ASSIGNMENT => Give the number of lines in the records below that include "false", and nothing more.

Saved entries
------------------------------------------------------------
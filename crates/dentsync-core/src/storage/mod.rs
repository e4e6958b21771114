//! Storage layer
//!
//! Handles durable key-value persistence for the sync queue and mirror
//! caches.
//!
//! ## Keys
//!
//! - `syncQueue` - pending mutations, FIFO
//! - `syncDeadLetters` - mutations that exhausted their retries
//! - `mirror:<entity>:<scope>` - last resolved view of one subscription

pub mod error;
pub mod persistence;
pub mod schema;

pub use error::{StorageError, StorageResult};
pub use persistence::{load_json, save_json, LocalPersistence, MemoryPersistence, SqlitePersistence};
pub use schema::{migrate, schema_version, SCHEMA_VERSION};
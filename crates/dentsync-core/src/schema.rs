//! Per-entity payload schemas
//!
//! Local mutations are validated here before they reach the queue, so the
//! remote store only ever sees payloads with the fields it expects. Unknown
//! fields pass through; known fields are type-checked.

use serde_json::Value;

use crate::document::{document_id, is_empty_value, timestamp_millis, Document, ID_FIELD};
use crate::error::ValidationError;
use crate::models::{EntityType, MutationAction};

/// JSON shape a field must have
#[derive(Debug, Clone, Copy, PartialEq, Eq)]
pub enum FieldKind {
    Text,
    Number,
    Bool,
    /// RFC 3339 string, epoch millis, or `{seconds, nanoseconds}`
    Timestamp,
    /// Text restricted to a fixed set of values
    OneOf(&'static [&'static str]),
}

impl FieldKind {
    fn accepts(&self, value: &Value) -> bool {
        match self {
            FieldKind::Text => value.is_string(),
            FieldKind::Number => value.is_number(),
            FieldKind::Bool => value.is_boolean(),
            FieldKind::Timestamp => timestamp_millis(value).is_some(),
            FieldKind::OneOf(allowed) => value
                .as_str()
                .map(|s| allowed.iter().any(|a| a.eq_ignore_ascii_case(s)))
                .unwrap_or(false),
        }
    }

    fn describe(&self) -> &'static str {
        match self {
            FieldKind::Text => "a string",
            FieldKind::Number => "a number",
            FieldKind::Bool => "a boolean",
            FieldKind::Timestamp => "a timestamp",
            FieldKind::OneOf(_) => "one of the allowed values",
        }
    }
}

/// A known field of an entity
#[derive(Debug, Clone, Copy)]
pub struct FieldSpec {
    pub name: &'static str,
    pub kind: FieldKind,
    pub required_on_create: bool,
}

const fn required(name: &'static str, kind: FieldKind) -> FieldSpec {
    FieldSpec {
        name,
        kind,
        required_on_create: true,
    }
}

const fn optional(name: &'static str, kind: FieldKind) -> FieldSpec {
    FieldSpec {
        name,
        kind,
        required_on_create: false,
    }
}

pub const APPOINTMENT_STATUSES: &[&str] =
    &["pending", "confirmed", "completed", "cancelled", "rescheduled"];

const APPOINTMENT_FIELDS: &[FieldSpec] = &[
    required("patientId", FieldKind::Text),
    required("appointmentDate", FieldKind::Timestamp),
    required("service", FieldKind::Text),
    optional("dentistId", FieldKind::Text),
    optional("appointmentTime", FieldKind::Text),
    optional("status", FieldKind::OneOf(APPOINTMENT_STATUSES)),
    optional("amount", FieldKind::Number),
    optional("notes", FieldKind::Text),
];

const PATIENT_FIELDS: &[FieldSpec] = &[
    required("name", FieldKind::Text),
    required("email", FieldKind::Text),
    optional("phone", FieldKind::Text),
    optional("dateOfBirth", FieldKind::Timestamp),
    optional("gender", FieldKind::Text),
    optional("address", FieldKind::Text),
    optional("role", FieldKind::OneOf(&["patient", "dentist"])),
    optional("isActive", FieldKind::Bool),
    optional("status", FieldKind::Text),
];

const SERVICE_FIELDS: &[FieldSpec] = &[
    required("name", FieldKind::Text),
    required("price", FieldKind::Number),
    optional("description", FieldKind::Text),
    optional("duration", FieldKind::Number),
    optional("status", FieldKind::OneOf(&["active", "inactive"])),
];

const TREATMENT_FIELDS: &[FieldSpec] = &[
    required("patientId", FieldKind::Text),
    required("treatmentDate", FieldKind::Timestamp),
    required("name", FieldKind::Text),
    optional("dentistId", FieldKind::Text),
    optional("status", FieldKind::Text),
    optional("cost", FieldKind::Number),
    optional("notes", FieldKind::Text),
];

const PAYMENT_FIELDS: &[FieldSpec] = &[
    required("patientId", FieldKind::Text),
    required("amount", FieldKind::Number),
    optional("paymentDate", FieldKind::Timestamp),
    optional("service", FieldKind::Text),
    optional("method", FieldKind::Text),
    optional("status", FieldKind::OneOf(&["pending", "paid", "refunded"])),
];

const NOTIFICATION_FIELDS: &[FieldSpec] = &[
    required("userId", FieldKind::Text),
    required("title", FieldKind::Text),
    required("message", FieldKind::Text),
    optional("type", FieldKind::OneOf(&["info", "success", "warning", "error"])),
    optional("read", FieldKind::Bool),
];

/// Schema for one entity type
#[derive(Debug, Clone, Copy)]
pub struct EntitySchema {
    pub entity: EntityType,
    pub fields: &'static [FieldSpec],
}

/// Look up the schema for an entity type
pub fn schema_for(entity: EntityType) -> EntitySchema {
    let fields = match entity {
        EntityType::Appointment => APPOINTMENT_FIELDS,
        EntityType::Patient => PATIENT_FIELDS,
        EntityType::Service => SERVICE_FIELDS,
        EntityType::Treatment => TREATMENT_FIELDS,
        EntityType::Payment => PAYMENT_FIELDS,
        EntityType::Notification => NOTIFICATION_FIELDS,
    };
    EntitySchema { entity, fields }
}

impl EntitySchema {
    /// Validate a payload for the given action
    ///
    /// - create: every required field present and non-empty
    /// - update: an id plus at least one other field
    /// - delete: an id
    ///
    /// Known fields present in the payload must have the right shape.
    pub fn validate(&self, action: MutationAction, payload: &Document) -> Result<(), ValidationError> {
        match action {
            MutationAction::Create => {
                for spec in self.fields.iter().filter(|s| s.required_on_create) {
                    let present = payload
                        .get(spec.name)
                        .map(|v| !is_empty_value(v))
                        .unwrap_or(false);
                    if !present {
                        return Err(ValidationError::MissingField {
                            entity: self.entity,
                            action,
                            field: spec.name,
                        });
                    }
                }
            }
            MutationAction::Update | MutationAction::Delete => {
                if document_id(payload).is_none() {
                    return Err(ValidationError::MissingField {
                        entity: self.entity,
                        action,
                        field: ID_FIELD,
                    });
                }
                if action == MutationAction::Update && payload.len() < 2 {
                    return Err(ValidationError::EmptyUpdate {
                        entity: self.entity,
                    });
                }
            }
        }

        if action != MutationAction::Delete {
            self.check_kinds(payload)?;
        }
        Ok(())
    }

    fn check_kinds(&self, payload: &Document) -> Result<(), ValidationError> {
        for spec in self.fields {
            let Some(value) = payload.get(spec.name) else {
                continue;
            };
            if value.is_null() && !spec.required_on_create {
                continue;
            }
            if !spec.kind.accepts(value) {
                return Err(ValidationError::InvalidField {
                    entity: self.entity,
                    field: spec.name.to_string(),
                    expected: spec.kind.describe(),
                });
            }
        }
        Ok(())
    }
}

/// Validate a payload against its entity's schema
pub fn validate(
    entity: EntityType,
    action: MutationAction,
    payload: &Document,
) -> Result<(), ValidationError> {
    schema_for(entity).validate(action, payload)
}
------------------------------------------------------------
RESPONSE AREA => 3